D. G. Myers asked what a secular institution might learn from Newman. Now, I think it bears repeating that much of what Newman says about the best university education positively requires a Roman Catholic context, and that any attempt to straightforwardly "apply" Newman to a secular university will produce some uncomfortable bumping and banging. That being said, the following passage has always resonated with me:
[...] I say that, as we admit, because we are Catholics, that the Divine Unity contains in it attributes, which, to our finite minds, appear in partial contrariety with each other; as we admit that, in His revealed Nature are things, which, though not opposed to Reason, are infinitely strange to the Imagination; as in His works we can neither reject nor admit the ideas of space, and of time, and the necessary properties of lines, without intellectual distress, or even torture; really, Gentlemen, I am making no outrageous request, when, in the name of a University, I ask religious writers, jurists, economists, physiologists, chemists, geologists, and historians, to go on quietly, and in a neighbourly way, in their own respective lines of speculation, research, and experiment, with full faith in the consistency of that multiform truth, which they share between them, in a generous confidence that they will be ultimately consistent, one and all, in their combined results, though there may be momentary collisions, awkward appearances, and many forebodings and prophecies of contrariety, and at all times things hard to the Imagination, though not, I repeat, to the Reason [....] ("Christianity and Scientific Investigation," from the Idea, 465)

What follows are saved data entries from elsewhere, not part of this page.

use std::sync::Arc;
use std::time::Duration;

use tracing::{info, warn};

use crate::store::{InMemoryStore, StoreError};

const CHECK_INTERVAL: Duration = Duration::from_secs(30);

/// Rewrite the WAL when at least `threshold` appends have landed since the last rewrite.
/// Returns whether a compaction ran.
pub async fn compact_if_due(store: &InMemoryStore, threshold: u64) -> Result<bool, StoreError> {
    let appends = store.appends_since_compact().await;
    if appends < threshold.max(1) {
        return Ok(false);
    }
    store.compact().await?;
    info!(
        "compacted {} after {appends} appends",
        store
            .wal_path()
            .map_or_else(|| "<ephemeral>".to_string(), |p| p.display().to_string())
    );
    Ok(true)
}

/// Background task that periodically compacts one property's WAL.
pub async fn run_compactor(store: Arc<InMemoryStore>, threshold: u64) {
    let mut interval = tokio::time::interval(CHECK_INTERVAL);
    loop {
        interval.tick().await;
        if let Err(e) = compact_if_due(&store, threshold).await {
            warn!("compaction failed: {e}");
        }
    }
}

#[cfg(test)]
mod tests {
    use super::*;
    use crate::model::*;
    use crate::wal::Wal;
    use std::path::PathBuf;

    fn test_wal_path(name: &str) -> PathBuf {
        let dir = std::env::temp_dir().join("vacancy_test_compactor");
        std::fs::create_dir_all(&dir).unwrap();
        let path = dir.join(name);
        let _ = std::fs::remove_file(&path);
        path
    }

    fn room_type(name: &str) -> NewRoomType {
        NewRoomType {
            id: None,
            name: name.into(),
            description: None,
            capacity: 2,
            price_per_night: 100.0,
        }
    }

    #[tokio::test]
    async fn compacts_only_past_threshold() {
        let path = test_wal_path("threshold.wal");
        let store = InMemoryStore::open(&path).unwrap();
        let rt = store.add_room_type(room_type("Standard")).await.unwrap();
        let room = store
            .add_room(NewRoom {
                id: None,
                room_number: "101".into(),
                room_type_id: rt,
                status: RoomStatus::Available,
                floor: None,
            })
            .await
            .unwrap();

        assert!(!compact_if_due(&store, 10).await.unwrap());

        // Status flips collapse into the room's current status.
        for _ in 0..4 {
            store.set_room_status(room, RoomStatus::Maintenance).await.unwrap();
            store.set_room_status(room, RoomStatus::Available).await.unwrap();
        }
        assert_eq!(Wal::replay(&path).unwrap().len(), 10);

        assert!(compact_if_due(&store, 10).await.unwrap());
        assert_eq!(store.appends_since_compact().await, 0);
        assert_eq!(Wal::replay(&path).unwrap().len(), 2);
    }

    #[tokio::test]
    async fn ephemeral_store_never_compacts() {
        let store = InMemoryStore::ephemeral();
        store.add_room_type(room_type("Standard")).await.unwrap();
        assert!(!compact_if_due(&store, 1).await.unwrap());
    }
}
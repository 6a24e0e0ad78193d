use async_trait::async_trait;
use pgwire::api::auth::{AuthSource, LoginInfo, Password};
use pgwire::error::PgWireResult;

/// One shared password for every user and property.
#[derive(Debug)]
pub struct VacancyAuthSource {
    password: String,
}

impl VacancyAuthSource {
    pub fn new(password: String) -> Self {
        Self { password }
    }
}

#[async_trait]
impl AuthSource for VacancyAuthSource {
    async fn get_password(&self, login: &LoginInfo) -> PgWireResult<Password> {
        tracing::debug!(
            "password lookup for user {:?} on {:?}",
            login.user(),
            login.database()
        );
        Ok(Password::new(None, self.password.as_bytes().to_vec()))
    }
}
fn parse_reservation_row(row: &[Expr]) -> Result<NewReservation, SqlError> {
    if row.len() < 5 {
        return Err(SqlError::WrongArity("reservations", 5, row.len()));
    }
    let status = match row.get(5) {
        Some(expr) => parse_reservation_status_or_null(expr)?.unwrap_or(ReservationStatus::Confirmed),
        None => ReservationStatus::Confirmed,
    };
    Ok(NewReservation {
        id: parse_i64_or_null(&row[0])?,
        guest_id: parse_i64(&row[1])?,
        room_id: parse_i64(&row[2])?,
        check_in: parse_date(&row[3])?,
        check_out: parse_date(&row[4])?,
        status,
    })
}

fn parse_update(
    relation: &TableFactor,
    assignments: &[ast::Assignment],
    selection: &Option<Expr>,
) -> Result<Command, SqlError> {
    let table = table_factor_name(relation)?;
    if table != "rooms" {
        return Err(SqlError::UnknownTable(table));
    }

    let mut status = None;
    for assignment in assignments {
        let column = match &assignment.target {
            AssignmentTarget::ColumnName(name) => object_name_last(name),
            _ => None,
        };
        match column.as_deref() {
            Some("status") => status = Some(parse_room_status(&assignment.value)?),
            Some(other) => {
                return Err(SqlError::Unsupported(format!("UPDATE rooms SET {other}")));
            }
            None => return Err(SqlError::Parse("unsupported assignment target".into())),
        }
    }

    Ok(Command::UpdateRoomStatus {
        id: extract_where_id(selection)?,
        status: status.ok_or(SqlError::MissingFilter("status"))?,
    })
}
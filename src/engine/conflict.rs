use std::collections::HashSet;

use crate::model::*;

/// Rooms that cannot be offered for `window`.
///
/// A room is out if it is under maintenance, or if a binding reservation
/// (confirmed or checked in) overlaps the window. Overlap is half-open:
/// a stay ending on the window's check-in day does not block it.
/// `Occupied` status is not consulted; reservation overlap is authoritative.
pub fn unavailable_rooms<'a>(
    window: &StayWindow,
    rooms: impl IntoIterator<Item = &'a Room>,
    reservations: impl IntoIterator<Item = &'a Reservation>,
) -> HashSet<RoomId> {
    let mut blocked: HashSet<RoomId> = reservations
        .into_iter()
        .filter(|r| r.blocks(window))
        .map(|r| r.room_id)
        .collect();

    for room in rooms {
        match room.status {
            RoomStatus::Maintenance => {
                blocked.insert(room.id);
            }
            RoomStatus::Occupied if !blocked.contains(&room.id) => {
                tracing::debug!(
                    "room {} is marked occupied but has no binding reservation in {window}",
                    room.room_number
                );
            }
            _ => {}
        }
    }

    blocked
}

Again, we have to bear in mind that Newman here assumes 1) a homogeneous faculty (everyone is Catholic) and 2) general agreement that there is an all-encompassing divine truth informing the workings of the world, albeit one which we cannot detect with any ease. (Newman believes that it is possible for received scientific wisdom in the Church to turn out to be incorrect, citing Copernican heliocentrism as an example--but that merely means that geocentrism is not, after all, a revealed truth. It says nothing about either the Church or the Bible. For Newman's position on inspiration, see here.) Even in a secular institution in which everyone was motivated, say, by a pure devotion to knowledge for its own sake, we would still not have conditions #1 and #2. But Newman's request for "neighbourly" behavior among the disciplines remains a valuable one, especially in a highly-politicized intellectual climate. This neighborliness does not exclude controversy, but the controversy is to be conducted with patience and scholarship, not rapid-fire wrangling (as in, er, blog posts): if something appears to contradict revelation, Newman suggests, the idea is to "give it rope enough" while "commit[ting] the matter to reason, reflection, sober judgment, common sense; to Time, the great interpreter of so many secrets" (467). In other words, there is fighting, and then there is arguing.
But this is, I think, a utopian position, as is any position that assumes "the pure devotion to knowledge for its own sake." (Isn't such non-utilitarian knowledge exactly the sort of thing we tend to mock?) For starters, it requires everyone in the university to assume that everyone else is arguing in good faith; and then, it also requires everyone to acknowledge that they might turn out to be wrong. Moreover, in practice, some lines of investigation may be nearly impossible to argue with, as opposed to fight (although one can always try).
And the diverse parties should dwell side by side, not with the tolerance of indifference, but embattled and cherishing each other: each should know that in its quest the contest with those who disagree will bring faster progress than would an unobstructed route.